-- What is being asked --
Where the records below show a line containing "pub static ref REQUESTS_TOTAL: CounterVec", start copying; end with the line containing "pub static ref REQUESTS_REJECTED: CounterVec", and copy it too.

-- Provided data --
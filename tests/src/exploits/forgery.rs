//! # Forged Authority
//!
//! Callers try to act on products they do not hold, take roles they were
//! never granted, or route products outside the allowed chain.

#[cfg(test)]
mod tests {
    use crate::fixtures::*;
    use custody_ledger::prelude::*;

    fn p(id: &str) -> ProductId {
        ProductId::from(id)
    }

    async fn ledger_with_product() -> TestService {
        let service = standard_ledger().await;
        service
            .create_product(ctx(MAKER, 100), p("P1"), "watch".into())
            .await
            .unwrap();
        service
            .transfer_product(ctx(MAKER, 200), p("P1"), DEALER, String::new())
            .await
            .unwrap();
        service
    }

    async fn assert_untouched(service: &TestService) {
        let view = service.get_product(&p("P1")).await.unwrap();
        assert_eq!(view.current_owner, DEALER);
        assert_eq!(view.history_count, 2);
        assert!(!view.suspicious);
    }

    #[tokio::test]
    async fn test_self_promotion_rejected() {
        let service = standard_ledger().await;
        for caller in [MAKER, STRANGER, CENTER] {
            let err = service
                .grant_role(ctx(caller, 10), caller, Role::Manufacturer.code())
                .await
                .unwrap_err();
            assert_eq!(err.code(), "Unauthorized");
            assert!(err.to_string().starts_with("Only contract owner"));
        }
        assert_eq!(service.role_of(STRANGER).await, Role::None);
        assert_eq!(service.role_of(CENTER).await, Role::WarrantyCenter);
    }

    #[tokio::test]
    async fn test_previous_owner_cannot_pull_back() {
        let service = ledger_with_product().await;
        let err = service
            .transfer_product(ctx(MAKER, 1_000), p("P1"), SECOND_DEALER, String::new())
            .await
            .unwrap_err();
        assert!(matches!(err, LedgerError::NotOwner { .. }));
        assert!(err.to_string().starts_with("You are not the product owner"));
        assert_untouched(&service).await;
    }

    #[tokio::test]
    async fn test_roleless_caller_rejected_before_ownership() {
        let service = ledger_with_product().await;
        let err = service
            .transfer_product(ctx(STRANGER, 1_000), p("P1"), STRANGER, String::new())
            .await
            .unwrap_err();
        assert!(matches!(
            err,
            LedgerError::Unauthorized {
                reason: UnauthorizedReason::RoleNotAllowed { role: Role::None, .. }
            }
        ));
        assert_untouched(&service).await;
    }

    #[tokio::test]
    async fn test_non_center_cannot_record_service() {
        let service = ledger_with_product().await;
        // The dealer holds the product but is not a warranty center.
        for result in [
            service
                .record_warranty(ctx(DEALER, 1_000), p("P1"), String::new())
                .await,
            service
                .record_repair(ctx(DEALER, 1_100), p("P1"), String::new())
                .await,
        ] {
            assert!(err_is_role_not_allowed(result));
        }
        assert_untouched(&service).await;
    }

    fn err_is_role_not_allowed(result: Result<TransitionReceipt, LedgerError>) -> bool {
        matches!(
            result,
            Err(LedgerError::Unauthorized {
                reason: UnauthorizedReason::RoleNotAllowed { .. }
            })
        )
    }

    #[tokio::test]
    async fn test_center_cannot_service_product_it_does_not_hold() {
        let service = ledger_with_product().await;
        let err = service
            .record_warranty(ctx(CENTER, 1_000), p("P1"), String::new())
            .await
            .unwrap_err();
        assert_eq!(err.code(), "NotOwner");
        assert_untouched(&service).await;
    }

    #[tokio::test]
    async fn test_customer_resale_blocked() {
        let service = ledger_with_product().await;
        service
            .transfer_product(ctx(DEALER, 300), p("P1"), CUSTOMER, String::new())
            .await
            .unwrap();

        let err = service
            .transfer_product(ctx(CUSTOMER, 1_000), p("P1"), SECOND_CUSTOMER, String::new())
            .await
            .unwrap_err();
        assert!(matches!(
            err,
            LedgerError::Unauthorized {
                reason: UnauthorizedReason::RecipientNotAllowed {
                    recipient_role: Role::Customer,
                    ..
                }
            }
        ));
        assert_eq!(
            service.get_product(&p("P1")).await.unwrap().current_owner,
            CUSTOMER
        );
    }

    #[tokio::test]
    async fn test_revoked_maker_loses_authority() {
        let service = ledger_with_product().await;
        service
            .grant_role(ctx(OWNER, 300), MAKER, Role::None.code())
            .await
            .unwrap();

        let err = service
            .create_product(ctx(MAKER, 1_000), p("P2"), "fake".into())
            .await
            .unwrap_err();
        assert_eq!(err.code(), "Unauthorized");
        assert!(service.members_of(Role::Manufacturer).await.is_empty());
    }

    #[tokio::test]
    async fn test_duplicate_id_cannot_overwrite() {
        let service = ledger_with_product().await;
        let rival = Identity::repeat(0x51);
        service
            .grant_role(ctx(OWNER, 0), rival, Role::Manufacturer.code())
            .await
            .unwrap();

        let err = service
            .create_product(ctx(rival, 1_000), p("P1"), "counterfeit".into())
            .await
            .unwrap_err();
        assert_eq!(err, LedgerError::DuplicateProduct(p("P1")));
        assert_eq!(service.history(&p("P1")).await.unwrap()[0].note, "watch");
    }
}
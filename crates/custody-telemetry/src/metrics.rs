//! Prometheus metrics for the custody ledger.
//!
//! All metrics follow the naming convention: `cc_<area>_<metric>_<unit>`
//! and live in a private registry rendered by [`encode_metrics`].

use lazy_static::lazy_static;
use prometheus::{
    exponential_buckets, Counter, CounterVec, Encoder, Histogram, HistogramOpts, Opts, Registry,
    TextEncoder,
};

use crate::TelemetryError;

lazy_static! {
    /// Ledger metrics registry
    pub static ref REGISTRY: Registry = Registry::new();

    /// Requests handled, by method
    pub static ref REQUESTS_TOTAL: CounterVec = CounterVec::new(
        Opts::new("cc_node_requests_total", "Requests handled by method"),
        &["method"]
    ).expect("metric creation failed");

    /// Request handling latency
    pub static ref REQUEST_DURATION: Histogram = Histogram::with_opts(
        HistogramOpts::new(
            "cc_node_request_duration_seconds",
            "Time spent handling one request"
        ).buckets(exponential_buckets(0.000_01, 2.0, 16).expect("valid buckets"))
    ).expect("metric creation failed");

    /// Committed product transitions, by kind
    pub static ref TRANSITIONS_ACCEPTED: CounterVec = CounterVec::new(
        Opts::new("cc_ledger_transitions_accepted_total", "Committed transitions by kind"),
        &["kind"]
    ).expect("metric creation failed");

    /// Rejected writes, by error code
    pub static ref REQUESTS_REJECTED: CounterVec = CounterVec::new(
        Opts::new("cc_ledger_requests_rejected_total", "Rejected writes by error code"),
        &["code"]
    ).expect("metric creation failed");

    /// Transitions that flagged their product
    pub static ref PRODUCTS_FLAGGED: Counter = Counter::new(
        "cc_ledger_products_flagged_total",
        "Transitions that marked a product suspicious"
    ).expect("metric creation failed");

    /// Committed role grants
    pub static ref ROLE_GRANTS: Counter = Counter::new(
        "cc_ledger_role_grants_total",
        "Role grants committed"
    ).expect("metric creation failed");
}

/// Proof that the ledger metrics are registered.
#[derive(Debug, Clone, Copy)]
pub struct MetricsHandle {
    _private: (),
}

/// Register all metrics with the ledger registry.
///
/// Safe to call more than once.
pub fn register_metrics() -> Result<MetricsHandle, TelemetryError> {
    let metrics: Vec<Box<dyn prometheus::core::Collector>> = vec![
        Box::new(REQUESTS_TOTAL.clone()),
        Box::new(REQUEST_DURATION.clone()),
        Box::new(TRANSITIONS_ACCEPTED.clone()),
        Box::new(REQUESTS_REJECTED.clone()),
        Box::new(PRODUCTS_FLAGGED.clone()),
        Box::new(ROLE_GRANTS.clone()),
    ];

    for metric in metrics {
        match REGISTRY.register(metric) {
            Ok(()) | Err(prometheus::Error::AlreadyReg) => {}
            Err(e) => return Err(TelemetryError::MetricsInit(e.to_string())),
        }
    }

    Ok(MetricsHandle { _private: () })
}

/// Count a handled request.
pub fn record_request(method: &str) {
    REQUESTS_TOTAL.with_label_values(&[method]).inc();
}

/// Count a committed product transition.
pub fn record_accepted(kind: &str, flagged: bool) {
    TRANSITIONS_ACCEPTED.with_label_values(&[kind]).inc();
    if flagged {
        PRODUCTS_FLAGGED.inc();
    }
}

/// Count a rejected write.
pub fn record_rejected(code: &str) {
    REQUESTS_REJECTED.with_label_values(&[code]).inc();
}

/// Count a committed role grant.
pub fn record_role_grant() {
    ROLE_GRANTS.inc();
}

/// Encode all metrics as Prometheus text format.
pub fn encode_metrics() -> Result<String, TelemetryError> {
    let encoder = TextEncoder::new();
    let mut buffer = Vec::new();
    encoder
        .encode(&REGISTRY.gather(), &mut buffer)
        .map_err(|e| TelemetryError::MetricsInit(e.to_string()))?;
    String::from_utf8(buffer).map_err(|e| TelemetryError::MetricsInit(e.to_string()))
}

/// Timer guard for automatic histogram observation.
pub struct HistogramTimer {
    histogram: Histogram,
    start: std::time::Instant,
}

impl HistogramTimer {
    /// Start a new timer for the given histogram.
    pub fn new(histogram: &Histogram) -> Self {
        Self {
            histogram: histogram.clone(),
            start: std::time::Instant::now(),
        }
    }
}

impl Drop for HistogramTimer {
    fn drop(&mut self) {
        self.histogram.observe(self.start.elapsed().as_secs_f64());
    }
}
//! # Shared Types Crate
//!
//! Primitive types used across the custody-chain workspace.
//!
//! ## Design Principles
//!
//! - **Single Source of Truth**: identity, hash and timestamp representations
//!   are defined once here and re-exported by the ledger crate.
//! - **Opaque Identity**: an `Identity` is a 20-byte account reference. The
//!   all-zero identity is the "void" transfer destination.
//! - **Deterministic Time**: all windows are expressed in unix seconds supplied
//!   by the caller; nothing in this crate reads the wall clock.

pub mod entities;
pub mod errors;
pub mod rate_limiter;

pub use entities::*;
pub use errors::*;
pub use rate_limiter::SlidingWindowCounter;
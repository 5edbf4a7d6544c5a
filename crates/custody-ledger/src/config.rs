//! Ledger configuration from environment variables.
//!
//! Every knob falls back to its default when unset. A value that is set but
//! malformed is an error, never a silent default.

use crate::domain::policy::{AnomalyPolicy, PolicyError};
use crate::domain::value_objects::Identity;
use shared_types::IdentityParseError;
use std::env;
use std::str::FromStr;
use thiserror::Error;

/// Environment variable naming the registry owner.
pub const ENV_OWNER: &str = "CC_OWNER";

/// Environment variable listing anti-spam exempt identities (comma-separated).
pub const ENV_ANTI_SPAM_EXEMPT: &str = "CC_ANTI_SPAM_EXEMPT";

/// Configuration problems.
#[derive(Debug, Error, Clone, PartialEq, Eq)]
pub enum ConfigError {
    #[error("{var} is not a valid number: {value:?}")]
    InvalidNumber { var: &'static str, value: String },

    #[error("{var} contains an invalid identity {value:?}: {source}")]
    InvalidIdentity {
        var: &'static str,
        value: String,
        source: IdentityParseError,
    },

    #[error("invalid anomaly policy: {0}")]
    Policy(#[from] PolicyError),
}

/// Owner and policy of one ledger instance.
#[derive(Debug, Clone, PartialEq, Eq)]
pub struct LedgerConfig {
    /// Registry administrator.
    pub owner: Identity,
    pub policy: AnomalyPolicy,
}

impl Default for LedgerConfig {
    fn default() -> Self {
        Self {
            owner: Identity::ZERO,
            policy: AnomalyPolicy::default(),
        }
    }
}

impl LedgerConfig {
    /// Configuration for tests: default policy, owner `0xa0a0…`.
    #[must_use]
    pub fn for_testing() -> Self {
        Self {
            owner: Identity::repeat(0xA0),
            policy: AnomalyPolicy::default(),
        }
    }

    /// Create configuration from environment variables.
    ///
    /// # Environment Variables
    ///
    /// - `CC_OWNER`: registry owner identity (default: zero identity)
    /// - `CC_ACTION_COOLDOWN_SECS` (default: 10)
    /// - `CC_ANTI_SPAM_COOLDOWN_SECS` (default: 30)
    /// - `CC_ANTI_SPAM_EXEMPT`: comma-separated identities (default: none)
    /// - `CC_WARRANTY_WINDOW_SECS` / `CC_MAX_WARRANTIES_PER_WINDOW` (default: 300 / 2)
    /// - `CC_REPAIR_WINDOW_SECS` / `CC_MAX_REPAIRS_PER_WINDOW` (default: 300 / 2)
    /// - `CC_REPAIR_DAILY_WINDOW_SECS` / `CC_MAX_REPAIRS_PER_DAY` (default: 86400 / 3)
    /// - `CC_ACTIVITY_WINDOW_SECS` / `CC_MAX_ACTIONS_PER_WINDOW` (default: 3600 / 20)
    /// - `CC_TRANSFER_WINDOW_SECS` / `CC_MAX_PRODUCT_TRANSFERS_PER_WINDOW` (default: 3600 / 5)
    /// - `CC_PREMATURE_WARRANTY_SECS` (default: 3600)
    pub fn from_env() -> Result<Self, ConfigError> {
        Self::from_lookup(|key| env::var(key).ok())
    }

    /// Build configuration from an arbitrary variable lookup.
    pub fn from_lookup<F>(lookup: F) -> Result<Self, ConfigError>
    where
        F: Fn(&str) -> Option<String>,
    {
        let defaults = AnomalyPolicy::default();
        let number = |var: &'static str, default: u64| -> Result<u64, ConfigError> {
            parse_or(&lookup, var, default)
        };
        let count = |var: &'static str, default: usize| -> Result<usize, ConfigError> {
            parse_or(&lookup, var, default)
        };

        let owner = match lookup(ENV_OWNER) {
            Some(value) => parse_identity(ENV_OWNER, value.trim())?,
            None => Identity::ZERO,
        };

        let anti_spam_exempt = match lookup(ENV_ANTI_SPAM_EXEMPT) {
            Some(list) => list
                .split(',')
                .map(str::trim)
                .filter(|item| !item.is_empty())
                .map(|item| parse_identity(ENV_ANTI_SPAM_EXEMPT, item))
                .collect::<Result<_, _>>()?,
            None => defaults.anti_spam_exempt.clone(),
        };

        let policy = AnomalyPolicy {
            action_cooldown_secs: number("CC_ACTION_COOLDOWN_SECS", defaults.action_cooldown_secs)?,
            anti_spam_cooldown_secs: number(
                "CC_ANTI_SPAM_COOLDOWN_SECS",
                defaults.anti_spam_cooldown_secs,
            )?,
            anti_spam_exempt,
            warranty_window_secs: number("CC_WARRANTY_WINDOW_SECS", defaults.warranty_window_secs)?,
            max_warranties_per_window: count(
                "CC_MAX_WARRANTIES_PER_WINDOW",
                defaults.max_warranties_per_window,
            )?,
            repair_window_secs: number("CC_REPAIR_WINDOW_SECS", defaults.repair_window_secs)?,
            max_repairs_per_window: count(
                "CC_MAX_REPAIRS_PER_WINDOW",
                defaults.max_repairs_per_window,
            )?,
            repair_daily_window_secs: number(
                "CC_REPAIR_DAILY_WINDOW_SECS",
                defaults.repair_daily_window_secs,
            )?,
            max_repairs_per_day: count("CC_MAX_REPAIRS_PER_DAY", defaults.max_repairs_per_day)?,
            activity_window_secs: number("CC_ACTIVITY_WINDOW_SECS", defaults.activity_window_secs)?,
            max_actions_per_window: count(
                "CC_MAX_ACTIONS_PER_WINDOW",
                defaults.max_actions_per_window,
            )?,
            transfer_window_secs: number("CC_TRANSFER_WINDOW_SECS", defaults.transfer_window_secs)?,
            max_product_transfers_per_window: count(
                "CC_MAX_PRODUCT_TRANSFERS_PER_WINDOW",
                defaults.max_product_transfers_per_window,
            )?,
            premature_warranty_secs: number(
                "CC_PREMATURE_WARRANTY_SECS",
                defaults.premature_warranty_secs,
            )?,
        };
        policy.validate()?;

        Ok(Self { owner, policy })
    }
}

fn parse_or<F, T>(lookup: &F, var: &'static str, default: T) -> Result<T, ConfigError>
where
    F: Fn(&str) -> Option<String>,
    T: FromStr,
{
    match lookup(var) {
        Some(value) => value
            .trim()
            .parse()
            .map_err(|_| ConfigError::InvalidNumber { var, value }),
        None => Ok(default),
    }
}

fn parse_identity(var: &'static str, value: &str) -> Result<Identity, ConfigError> {
    value
        .parse()
        .map_err(|source| ConfigError::InvalidIdentity {
            var,
            value: value.to_string(),
            source,
        })
}
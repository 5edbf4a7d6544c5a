//! # Custody Node
//!
//! Entry point: see the library docs for the startup sequence and line
//! protocol.

use anyhow::{Context, Result};
use custody_ledger::ports::SystemTimeSource;
use custody_node::{NodeConfig, NodeRuntime};
use custody_telemetry::init_telemetry;
use tokio::io::BufReader;
use tracing::info;

#[tokio::main]
async fn main() -> Result<()> {
    let config = NodeConfig::from_env().context("loading configuration")?;
    let _telemetry = init_telemetry(&config.telemetry).context("initializing telemetry")?;

    config
        .validate_for_production()
        .context("configuration is not fit for production")?;

    info!(
        version = custody_ledger::VERSION,
        owner = %config.ledger.owner,
        snapshot = ?config.snapshot_path,
        "Starting custody node"
    );

    let runtime = NodeRuntime::new(&config, SystemTimeSource).await?;
    let mut stdout = tokio::io::stdout();
    let summary = runtime
        .run(BufReader::new(tokio::io::stdin()), &mut stdout)
        .await?;

    let stats = runtime.service().stats().await;
    info!(
        lines = summary.lines,
        accepted = stats.transitions_accepted,
        rejected = stats.requests_rejected,
        "Custody node stopped"
    );
    Ok(())
}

-- Answer section --
    pub static ref REQUESTS_TOTAL: CounterVec = CounterVec::new(
        Opts::new("cc_node_requests_total", "Requests handled by method"),
        &["method"]
    ).expect("metric creation failed");

    /// Request handling latency
    pub static ref REQUEST_DURATION: Histogram = Histogram::with_opts(
        HistogramOpts::new(
            "cc_node_request_duration_seconds",
            "Time spent handling one request"
        ).buckets(exponential_buckets(0.000_01, 2.0, 16).expect("valid buckets"))
    ).expect("metric creation failed");

    /// Committed product transitions, by kind
    pub static ref TRANSITIONS_ACCEPTED: CounterVec = CounterVec::new(
        Opts::new("cc_ledger_transitions_accepted_total", "Committed transitions by kind"),
        &["kind"]
    ).expect("metric creation failed");

    /// Rejected writes, by error code
    pub static ref REQUESTS_REJECTED: CounterVec = CounterVec::new(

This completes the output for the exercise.